# Finding the volume of a solid inside $x^2+y^2+z^2=49$ and upper nappe of the cone $z^2=x^2+y^2$

I'm having a problem in setting the integral bounds in the questions which is

Find the volume of a solid inside $x^2 + y^2 + z^2 = 49$ and upper nappe of a cone $z^2 = x^2 + y^2$.

I see a lot of similar types of problems using spherical coordinates, but I have now idea how to approach this using the cylindrical coordinates - which I have to.
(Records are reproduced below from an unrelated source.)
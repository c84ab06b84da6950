//! Layout: shape, strides, and offset for tensor memory layout

use super::shape::{Shape, STACK_DIMS};
use super::strides::Strides;
use smallvec::SmallVec;
use std::fmt;

/// A multi-index into a tensor, stack-allocated for the common ranks.
pub(crate) type Idx = SmallVec<[usize; STACK_DIMS]>;

/// Layout describes how a view addresses the elements of a shared buffer
///
/// Address of the element at indices `[i0, i1, ..., in]`:
///   `offset + i0 * strides[0] + i1 * strides[1] + ... + in * strides[n]`
///
/// Extent-1 dimensions carry stride 0, so broadcasting along them is a
/// no-op read. This layer performs no bounds checking; validation lives in
/// the `Tensor` facade.
#[derive(Clone, PartialEq, Eq)]
pub struct Layout {
    /// Shape: size along each dimension
    shape: Shape,
    /// Strides: offset (in elements) between consecutive elements along each dimension
    strides: Strides,
    /// Offset: starting element index in the underlying storage
    offset: usize,
}

impl Layout {
    /// Create a new contiguous (row-major/C-order) layout from a shape
    pub fn contiguous(shape: &Shape) -> Self {
        let strides = Self::compute_contiguous_strides(shape);
        Self {
            shape: shape.clone(),
            strides,
            offset: 0,
        }
    }

    /// Create a layout with explicit shape, strides, and offset
    pub fn new(shape: Shape, strides: Strides, offset: usize) -> Self {
        debug_assert_eq!(shape.ndim(), strides.len());
        Self {
            shape,
            strides,
            offset,
        }
    }

    /// Compute contiguous strides for a shape (row-major order)
    ///
    /// Extent-1 dimensions get stride 0 rather than their row-major step,
    /// making them broadcasting axes from the moment of construction.
    fn compute_contiguous_strides(shape: &[usize]) -> Strides {
        let mut strides = Strides::with_capacity(shape.len());
        let mut step = 1isize;
        for &dim in shape.iter().rev() {
            strides.push(if dim == 1 { 0 } else { step });
            step *= dim as isize;
        }
        strides.reverse();
        strides
    }

    /// Get the shape
    #[inline]
    pub fn shape(&self) -> &Shape {
        &self.shape
    }

    /// Get the strides
    #[inline]
    pub fn strides(&self) -> &[isize] {
        &self.strides
    }

    /// Get the offset
    #[inline]
    pub fn offset(&self) -> usize {
        self.offset
    }

    /// Number of dimensions (rank)
    #[inline]
    pub fn ndim(&self) -> usize {
        self.shape.ndim()
    }

    /// Total number of elements
    #[inline]
    pub fn elem_count(&self) -> usize {
        self.shape.elem_count()
    }

    /// Check if the strides match the default row-major layout for the shape
    pub fn is_contiguous(&self) -> bool {
        self.strides == Self::compute_contiguous_strides(&self.shape)
    }

    /// Compute the linear storage index for a full multi-index. Unchecked.
    #[inline]
    pub fn index_unchecked(&self, idx: &[usize]) -> usize {
        let mut linear = self.offset as isize;
        for (&i, &stride) in idx.iter().zip(self.strides.iter()) {
            linear += i as isize * stride;
        }
        linear as usize
    }

    /// Fix dimension `dim` to `index`: extent becomes 1, stride becomes 0,
    /// and the offset advances past the skipped elements.
    pub fn select(&self, dim: usize, index: usize) -> Self {
        let mut out = self.clone();
        out.offset = (out.offset as isize + index as isize * self.strides[dim]) as usize;
        out.shape[dim] = 1;
        out.strides[dim] = 0;
        out
    }

    /// Restrict dimension `dim` to the sub-range `[start, end)`. The stride
    /// is unchanged; only the extent shrinks and the offset advances.
    pub fn narrow(&self, dim: usize, start: usize, end: usize) -> Self {
        let mut out = self.clone();
        out.offset = (out.offset as isize + start as isize * self.strides[dim]) as usize;
        out.shape[dim] = end - start;
        out
    }

    /// Swap two dimensions' extents and strides; same offset.
    pub fn transpose(&self, dim0: usize, dim1: usize) -> Self {
        let mut out = self.clone();
        out.shape.swap(dim0, dim1);
        out.strides.swap(dim0, dim1);
        out
    }

    /// Reorder dimensions so output dimension `i` is input dimension
    /// `order[i]`, extent and stride both taken from the source dimension.
    pub fn permute(&self, order: &[usize]) -> Self {
        let shape: Shape = order.iter().map(|&d| self.shape[d]).collect();
        let strides: Strides = order.iter().map(|&d| self.strides[d]).collect();
        Self::new(shape, strides, self.offset)
    }

    /// Reinterpret the same storage under a new shape with fresh contiguous
    /// strides. Element-count equality is the caller's responsibility.
    pub fn reshaped(&self, shape: &Shape) -> Self {
        Self {
            shape: shape.clone(),
            strides: Self::compute_contiguous_strides(shape),
            offset: self.offset,
        }
    }
}

impl fmt::Debug for Layout {
    fn fmt(&self, f: &mut fmt::Formatter<'_>) -> fmt::Result {
        write!(
            f,
            "Layout {{ shape: {:?}, strides: {:?}, offset: {} }}",
            self.shape.as_slice(),
            self.strides.as_slice(),
            self.offset
        )
    }
}

/// Odometer enumeration of every multi-index of a shape, row-major: the
/// last dimension increments fastest, carrying into more significant
/// dimensions on overflow.
pub(crate) struct IndexIter {
    shape: Shape,
    next: Option<Idx>,
}

impl IndexIter {
    pub(crate) fn new(shape: Shape) -> Self {
        let start: Idx = shape.iter().map(|_| 0).collect();
        Self {
            shape,
            next: Some(start),
        }
    }
}

impl Iterator for IndexIter {
    type Item = Idx;

    fn next(&mut self) -> Option<Idx> {
        let current = self.next.take()?;
        let mut succ = current.clone();
        for dim in (0..succ.len()).rev() {
            succ[dim] += 1;
            if succ[dim] < self.shape[dim] {
                self.next = Some(succ);
                return Some(current);
            }
            succ[dim] = 0;
        }
        // Wrapped past the most significant dimension: enumeration is done.
        Some(current)
    }
}

#[cfg(test)]
mod tests {
    use super::*;

    #[test]
    fn test_contiguous_layout() {
        let layout = Layout::contiguous(&Shape::from([2, 3, 4]));
        assert_eq!(layout.shape().as_slice(), &[2, 3, 4]);
        assert_eq!(layout.strides(), &[12, 4, 1]);
        assert_eq!(layout.elem_count(), 24);
        assert!(layout.is_contiguous());
    }

    #[test]
    fn test_contiguous_unit_dims_get_stride_zero() {
        let layout = Layout::contiguous(&Shape::from([1, 3, 1]));
        assert_eq!(layout.strides(), &[0, 1, 0]);
        assert!(layout.is_contiguous());
    }

    #[test]
    fn test_transpose() {
        let layout = Layout::contiguous(&Shape::from([2, 3, 4]));
        let transposed = layout.transpose(1, 2);
        assert_eq!(transposed.shape().as_slice(), &[2, 4, 3]);
        assert_eq!(transposed.strides(), &[12, 1, 4]);
        assert!(!transposed.is_contiguous());
        // Involution restores the original.
        assert_eq!(transposed.transpose(1, 2), layout);
    }

    #[test]
    fn test_select() {
        let layout = Layout::contiguous(&Shape::from([2, 3, 4]));
        let sliced = layout.select(1, 2);
        assert_eq!(sliced.shape().as_slice(), &[2, 1, 4]);
        assert_eq!(sliced.strides(), &[12, 0, 1]);
        assert_eq!(sliced.offset(), 8);
    }

    #[test]
    fn test_narrow() {
        let layout = Layout::contiguous(&Shape::from([2, 3, 4]));
        let narrowed = layout.narrow(2, 1, 3);
        assert_eq!(narrowed.shape().as_slice(), &[2, 3, 2]);
        assert_eq!(narrowed.strides(), &[12, 4, 1]);
        assert_eq!(narrowed.offset(), 1);
    }

    #[test]
    fn test_permute() {
        let layout = Layout::contiguous(&Shape::from([2, 3, 4]));
        let permuted = layout.permute(&[2, 0, 1]);
        assert_eq!(permuted.shape().as_slice(), &[4, 2, 3]);
        assert_eq!(permuted.strides(), &[1, 12, 4]);
    }

    #[test]
    fn test_index_unchecked() {
        let layout = Layout::contiguous(&Shape::from([2, 3]));
        assert_eq!(layout.index_unchecked(&[0, 0]), 0);
        assert_eq!(layout.index_unchecked(&[0, 2]), 2);
        assert_eq!(layout.index_unchecked(&[1, 0]), 3);
        assert_eq!(layout.index_unchecked(&[1, 2]), 5);
    }

    #[test]
    fn test_index_iter_row_major() {
        let order: Vec<Vec<usize>> = IndexIter::new(Shape::from([2, 3]))
            .map(|idx| idx.to_vec())
            .collect();
        assert_eq!(
            order,
            vec![
                vec![0, 0],
                vec![0, 1],
                vec![0, 2],
                vec![1, 0],
                vec![1, 1],
                vec![1, 2],
            ]
        );
    }

    #[test]
    fn test_index_iter_count() {
        assert_eq!(IndexIter::new(Shape::from([2, 3, 4])).count(), 24);
        assert_eq!(IndexIter::new(Shape::from([1])).count(), 1);
    }
}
Can I get some help here? Thank you!

From your equations it's clear the cone is below the sphere, so you will vary $z$ from the cone's $z = \sqrt{x^2+y^2}$ to the sphere's $z = \sqrt{49-x^2-y^2}$.
The question to answer is what is the intersection of the curves, projected onto the $xy$-plane so we can integrate over the region it bounds? To find the intersection note that we have the same point $(x,y,z)$ on both curves, which yields $$x^2+y^2 = z^2 = 49 - x^2 - y^2$$ and equating the left and the right sides, we get $$x^2+y^2 = 49 - x^2 - y^2\\ 2x^2 + 2y^2 = 49\\ x^2 + y^2 = \left(\frac{7\sqrt2}{2}\right)^2,$$ wich is a familiar circle of radius $7\sqrt{2}/2 = 7/\sqrt{2}$. To set this up in cylindrical coordinates, $z$ will be left as is, and we will need to integrate over that disc in the $xy$-plane, so the radius will vary from $0 \le r \le 7/\sqrt{2}$ and the angle will be $0 \le \theta \le 2\pi$.
Last thing to do is convert the above bounds on $z$ using $r^2=x^2+y^2$, and noticing that $\sqrt{r^2} = |r| = r$ (last equality since $r\ge 0$), so we end up with $$\begin{split} V &= \int_0^{2\pi} \int_0^{7/\sqrt{2}}\int_{|r|}^\sqrt{49-r^2} rdzdrd\theta \\ &= 2\pi \int_0^{7/\sqrt2} \left[ \sqrt{49-r^2} - r\right] r dr \end{split}$$ Can you take it from here?